*Exercise aim:*
Every line below that includes the word "before" needs to be copied.
[Source material]
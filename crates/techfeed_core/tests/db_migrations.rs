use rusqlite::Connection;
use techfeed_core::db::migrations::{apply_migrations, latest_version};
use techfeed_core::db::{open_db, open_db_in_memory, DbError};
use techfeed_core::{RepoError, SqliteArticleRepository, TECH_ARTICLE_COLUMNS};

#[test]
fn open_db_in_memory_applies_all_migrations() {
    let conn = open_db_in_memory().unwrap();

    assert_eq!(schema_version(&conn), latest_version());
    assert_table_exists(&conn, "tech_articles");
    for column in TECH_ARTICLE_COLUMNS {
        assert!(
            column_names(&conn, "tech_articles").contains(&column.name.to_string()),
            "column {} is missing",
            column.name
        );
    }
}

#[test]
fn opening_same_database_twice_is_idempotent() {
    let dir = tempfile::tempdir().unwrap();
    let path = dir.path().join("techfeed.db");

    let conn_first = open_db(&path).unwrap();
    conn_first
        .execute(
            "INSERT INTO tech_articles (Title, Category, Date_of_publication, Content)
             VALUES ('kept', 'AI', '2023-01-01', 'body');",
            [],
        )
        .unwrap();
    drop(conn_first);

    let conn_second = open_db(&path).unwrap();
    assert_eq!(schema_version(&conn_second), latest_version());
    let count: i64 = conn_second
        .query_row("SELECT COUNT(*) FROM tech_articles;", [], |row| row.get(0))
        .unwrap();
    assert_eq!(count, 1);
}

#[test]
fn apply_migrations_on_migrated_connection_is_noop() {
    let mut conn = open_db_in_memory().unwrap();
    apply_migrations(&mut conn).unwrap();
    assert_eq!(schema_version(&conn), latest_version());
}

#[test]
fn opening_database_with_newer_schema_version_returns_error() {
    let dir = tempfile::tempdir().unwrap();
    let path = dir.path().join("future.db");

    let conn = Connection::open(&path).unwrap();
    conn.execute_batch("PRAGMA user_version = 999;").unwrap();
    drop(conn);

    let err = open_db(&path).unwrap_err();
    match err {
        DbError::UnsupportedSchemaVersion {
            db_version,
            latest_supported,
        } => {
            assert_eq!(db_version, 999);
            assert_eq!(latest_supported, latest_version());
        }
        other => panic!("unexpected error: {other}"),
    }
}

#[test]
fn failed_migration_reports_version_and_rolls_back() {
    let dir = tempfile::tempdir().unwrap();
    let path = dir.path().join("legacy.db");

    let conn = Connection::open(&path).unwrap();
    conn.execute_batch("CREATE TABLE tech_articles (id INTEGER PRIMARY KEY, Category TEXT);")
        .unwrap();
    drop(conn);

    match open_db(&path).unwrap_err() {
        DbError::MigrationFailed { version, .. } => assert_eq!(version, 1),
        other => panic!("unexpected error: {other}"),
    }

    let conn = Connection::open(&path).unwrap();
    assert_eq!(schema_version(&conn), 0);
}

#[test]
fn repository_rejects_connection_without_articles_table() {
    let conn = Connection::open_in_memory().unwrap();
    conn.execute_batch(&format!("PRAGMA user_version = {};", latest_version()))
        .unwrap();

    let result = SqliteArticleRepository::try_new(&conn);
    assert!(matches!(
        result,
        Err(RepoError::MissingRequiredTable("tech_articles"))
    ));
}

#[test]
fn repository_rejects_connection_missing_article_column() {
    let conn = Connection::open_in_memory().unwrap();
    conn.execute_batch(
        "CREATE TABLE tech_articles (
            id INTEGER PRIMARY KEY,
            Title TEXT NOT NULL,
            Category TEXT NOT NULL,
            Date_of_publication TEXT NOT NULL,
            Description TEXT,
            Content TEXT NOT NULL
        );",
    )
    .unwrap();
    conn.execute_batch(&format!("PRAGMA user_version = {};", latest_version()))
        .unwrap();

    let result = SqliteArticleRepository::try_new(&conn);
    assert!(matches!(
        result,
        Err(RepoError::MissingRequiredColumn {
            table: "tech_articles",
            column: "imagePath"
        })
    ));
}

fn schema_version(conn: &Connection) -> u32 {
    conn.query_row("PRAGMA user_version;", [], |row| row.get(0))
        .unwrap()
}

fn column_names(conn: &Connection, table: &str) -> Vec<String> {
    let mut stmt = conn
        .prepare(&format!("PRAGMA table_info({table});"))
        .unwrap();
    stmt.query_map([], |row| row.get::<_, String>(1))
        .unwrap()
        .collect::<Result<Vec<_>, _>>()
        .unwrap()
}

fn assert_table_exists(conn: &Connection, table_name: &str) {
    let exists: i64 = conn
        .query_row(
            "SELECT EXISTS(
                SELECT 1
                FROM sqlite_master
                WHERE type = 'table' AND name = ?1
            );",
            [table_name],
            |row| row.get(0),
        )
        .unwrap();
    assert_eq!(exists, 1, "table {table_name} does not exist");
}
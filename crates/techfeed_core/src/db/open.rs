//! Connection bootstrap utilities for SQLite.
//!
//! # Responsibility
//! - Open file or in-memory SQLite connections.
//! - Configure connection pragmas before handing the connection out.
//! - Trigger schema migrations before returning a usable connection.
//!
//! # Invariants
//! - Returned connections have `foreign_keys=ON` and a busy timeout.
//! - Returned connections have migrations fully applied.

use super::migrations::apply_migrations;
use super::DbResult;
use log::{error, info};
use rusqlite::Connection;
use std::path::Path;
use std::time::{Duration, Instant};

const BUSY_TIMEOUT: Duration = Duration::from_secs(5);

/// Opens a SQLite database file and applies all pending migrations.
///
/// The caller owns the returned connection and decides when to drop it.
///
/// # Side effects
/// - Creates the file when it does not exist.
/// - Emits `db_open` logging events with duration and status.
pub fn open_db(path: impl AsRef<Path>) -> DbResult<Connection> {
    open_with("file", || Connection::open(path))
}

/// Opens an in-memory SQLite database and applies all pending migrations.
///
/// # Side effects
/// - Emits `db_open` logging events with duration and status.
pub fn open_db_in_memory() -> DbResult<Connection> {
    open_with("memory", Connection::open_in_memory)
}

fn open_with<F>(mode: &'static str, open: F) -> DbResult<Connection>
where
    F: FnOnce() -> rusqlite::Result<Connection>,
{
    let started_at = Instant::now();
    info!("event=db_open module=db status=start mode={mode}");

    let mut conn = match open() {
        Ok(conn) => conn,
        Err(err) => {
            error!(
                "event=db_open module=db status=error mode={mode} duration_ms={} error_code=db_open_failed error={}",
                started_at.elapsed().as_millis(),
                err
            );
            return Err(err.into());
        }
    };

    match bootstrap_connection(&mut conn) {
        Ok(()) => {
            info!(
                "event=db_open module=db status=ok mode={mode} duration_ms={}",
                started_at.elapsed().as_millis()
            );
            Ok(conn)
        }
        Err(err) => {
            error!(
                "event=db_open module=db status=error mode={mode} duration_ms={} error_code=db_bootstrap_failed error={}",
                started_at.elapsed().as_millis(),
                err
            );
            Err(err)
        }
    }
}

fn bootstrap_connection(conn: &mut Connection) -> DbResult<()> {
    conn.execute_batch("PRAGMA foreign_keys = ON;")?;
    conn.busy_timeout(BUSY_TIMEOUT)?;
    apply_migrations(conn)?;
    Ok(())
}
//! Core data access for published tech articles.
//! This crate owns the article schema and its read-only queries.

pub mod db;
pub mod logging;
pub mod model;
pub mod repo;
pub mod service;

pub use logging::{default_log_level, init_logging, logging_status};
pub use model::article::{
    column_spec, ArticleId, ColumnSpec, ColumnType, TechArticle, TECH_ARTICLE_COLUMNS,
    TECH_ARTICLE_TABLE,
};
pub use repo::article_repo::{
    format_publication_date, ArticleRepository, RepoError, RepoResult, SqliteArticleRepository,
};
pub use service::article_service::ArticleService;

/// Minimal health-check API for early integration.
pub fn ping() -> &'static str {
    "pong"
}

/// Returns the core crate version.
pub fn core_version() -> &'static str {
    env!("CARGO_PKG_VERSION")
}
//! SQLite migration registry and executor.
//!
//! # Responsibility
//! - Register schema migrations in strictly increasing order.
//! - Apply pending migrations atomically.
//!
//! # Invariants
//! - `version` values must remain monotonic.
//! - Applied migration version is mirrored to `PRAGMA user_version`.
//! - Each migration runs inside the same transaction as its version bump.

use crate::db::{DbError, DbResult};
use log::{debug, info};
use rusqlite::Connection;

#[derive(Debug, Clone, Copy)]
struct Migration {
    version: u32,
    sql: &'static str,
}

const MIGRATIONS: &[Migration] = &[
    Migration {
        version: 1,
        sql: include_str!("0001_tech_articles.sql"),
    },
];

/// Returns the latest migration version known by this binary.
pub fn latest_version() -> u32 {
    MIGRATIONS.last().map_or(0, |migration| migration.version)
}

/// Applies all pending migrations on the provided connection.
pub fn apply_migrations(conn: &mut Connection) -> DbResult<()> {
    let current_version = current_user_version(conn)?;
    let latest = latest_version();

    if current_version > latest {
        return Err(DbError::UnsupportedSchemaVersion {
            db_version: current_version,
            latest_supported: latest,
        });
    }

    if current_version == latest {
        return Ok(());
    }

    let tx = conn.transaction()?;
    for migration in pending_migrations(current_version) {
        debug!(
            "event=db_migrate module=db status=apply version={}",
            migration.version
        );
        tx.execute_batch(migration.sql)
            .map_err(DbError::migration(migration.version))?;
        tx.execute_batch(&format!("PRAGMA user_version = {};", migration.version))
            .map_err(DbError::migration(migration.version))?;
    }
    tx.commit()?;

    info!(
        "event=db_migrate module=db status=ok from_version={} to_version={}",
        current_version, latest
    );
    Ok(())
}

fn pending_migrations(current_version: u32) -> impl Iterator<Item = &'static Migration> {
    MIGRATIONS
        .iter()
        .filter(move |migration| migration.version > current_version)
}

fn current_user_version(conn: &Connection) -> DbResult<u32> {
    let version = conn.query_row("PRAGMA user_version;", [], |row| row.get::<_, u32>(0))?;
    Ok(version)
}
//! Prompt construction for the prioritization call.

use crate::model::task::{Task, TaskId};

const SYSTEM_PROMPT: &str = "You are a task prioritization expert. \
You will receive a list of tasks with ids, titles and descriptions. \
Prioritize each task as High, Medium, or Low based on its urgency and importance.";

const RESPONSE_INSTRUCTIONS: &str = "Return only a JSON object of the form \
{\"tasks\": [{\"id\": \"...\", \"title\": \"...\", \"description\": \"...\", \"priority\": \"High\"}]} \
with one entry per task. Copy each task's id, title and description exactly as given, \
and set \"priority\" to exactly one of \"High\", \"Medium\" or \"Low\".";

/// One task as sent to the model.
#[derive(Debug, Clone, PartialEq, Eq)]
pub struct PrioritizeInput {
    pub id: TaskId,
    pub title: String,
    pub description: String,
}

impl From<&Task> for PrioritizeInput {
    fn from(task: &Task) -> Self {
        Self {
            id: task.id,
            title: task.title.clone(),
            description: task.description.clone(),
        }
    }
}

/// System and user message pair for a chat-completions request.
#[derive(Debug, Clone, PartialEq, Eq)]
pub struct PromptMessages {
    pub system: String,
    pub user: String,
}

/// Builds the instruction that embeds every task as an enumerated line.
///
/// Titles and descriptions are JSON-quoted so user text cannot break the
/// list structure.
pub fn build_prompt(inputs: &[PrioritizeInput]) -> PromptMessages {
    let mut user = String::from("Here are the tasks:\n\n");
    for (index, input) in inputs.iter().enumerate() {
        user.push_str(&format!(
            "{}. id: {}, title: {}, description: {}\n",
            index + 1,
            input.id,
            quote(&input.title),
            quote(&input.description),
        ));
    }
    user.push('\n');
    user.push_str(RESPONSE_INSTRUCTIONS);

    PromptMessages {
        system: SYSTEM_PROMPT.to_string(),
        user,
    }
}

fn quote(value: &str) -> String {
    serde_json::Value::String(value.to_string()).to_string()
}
[/Source material]
*Expected answer:*
//! - Configure connection pragmas before handing the connection out.
//! - Trigger schema migrations before returning a usable connection.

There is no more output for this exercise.